--- START ---

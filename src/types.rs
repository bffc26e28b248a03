use serde::{Deserialize, Serialize};
use uuid::Uuid;

use crate::errors::{FeeError, Result};

pub type StudentId = Uuid;
pub type CourseId = Uuid;
pub type BatchId = Uuid;
pub type FeeStructureId = Uuid;
pub type AllocationId = Uuid;
pub type DiscountId = Uuid;
pub type PaymentId = Uuid;

/// who a discount rule applies to
#[derive(Debug, Clone, Copy, PartialEq, Eq, Hash, Serialize, Deserialize)]
#[serde(rename_all = "SCREAMING_SNAKE_CASE")]
pub enum DiscountScope {
    Student,
    Batch,
}

/// how a discount value is interpreted
#[derive(Debug, Clone, Copy, PartialEq, Eq, Serialize, Deserialize)]
#[serde(rename_all = "SCREAMING_SNAKE_CASE")]
pub enum DiscountType {
    /// absolute amount off the discountable portion
    Flat,
    /// percentage of the discountable portion
    Percentage,
}

/// upper bound on the number of tranches in one plan
pub const MAX_INSTALLMENTS: u32 = 120;

/// installment plan type
#[derive(Debug, Clone, Copy, PartialEq, Eq, Serialize, Deserialize)]
#[serde(rename_all = "SCREAMING_SNAKE_CASE")]
pub enum PlanType {
    Single,
    Quarterly,
    HalfYearly,
    Yearly,
    Custom(u32),
}

impl PlanType {
    /// custom plan from an operator-entered count in `1..=MAX_INSTALLMENTS`
    pub fn custom(count: i64) -> Result<Self> {
        if count < 1 || count > i64::from(MAX_INSTALLMENTS) {
            return Err(FeeError::InvalidInstallmentCount { count });
        }
        Ok(PlanType::Custom(count as u32))
    }

    /// number of tranches this plan splits into
    pub fn installment_count(&self) -> Result<u32> {
        match self {
            PlanType::Single => Ok(1),
            PlanType::Quarterly => Ok(4),
            PlanType::HalfYearly => Ok(6),
            PlanType::Yearly => Ok(12),
            PlanType::Custom(n) if *n == 0 || *n > MAX_INSTALLMENTS => {
                Err(FeeError::InvalidInstallmentCount { count: i64::from(*n) })
            }
            PlanType::Custom(n) => Ok(*n),
        }
    }
}

/// derived state of one installment
#[derive(Debug, Clone, Copy, PartialEq, Eq, Serialize, Deserialize)]
#[serde(rename_all = "SCREAMING_SNAKE_CASE")]
pub enum InstallmentStatus {
    Pending,
    Partial,
    Paid,
}

/// derived state of a whole allocation
#[derive(Debug, Clone, Copy, PartialEq, Eq, Serialize, Deserialize)]
#[serde(rename_all = "SCREAMING_SNAKE_CASE")]
pub enum AllocationStatus {
    Pending,
    Partial,
    Paid,
}

/// how money was received
#[derive(Debug, Clone, Copy, PartialEq, Eq, Serialize, Deserialize)]
#[serde(rename_all = "SCREAMING_SNAKE_CASE")]
pub enum PaymentMode {
    Cash,
    Upi,
    Card,
    BankTransfer,
    Cheque,
}

/// enrollment lifecycle
#[derive(Debug, Clone, Copy, PartialEq, Eq, Serialize, Deserialize)]
#[serde(rename_all = "SCREAMING_SNAKE_CASE")]
pub enum EnrollmentStatus {
    Active,
    Withdrawn,
}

--- END ---

» **EXERCISE INSTRUCTIONS**: The lines to report are those in the material above that contain the word "number"; copy every one of them.

» **TASK RESPONSE**:
/// upper bound on the number of tranches in one plan
    /// number of tranches this plan splits into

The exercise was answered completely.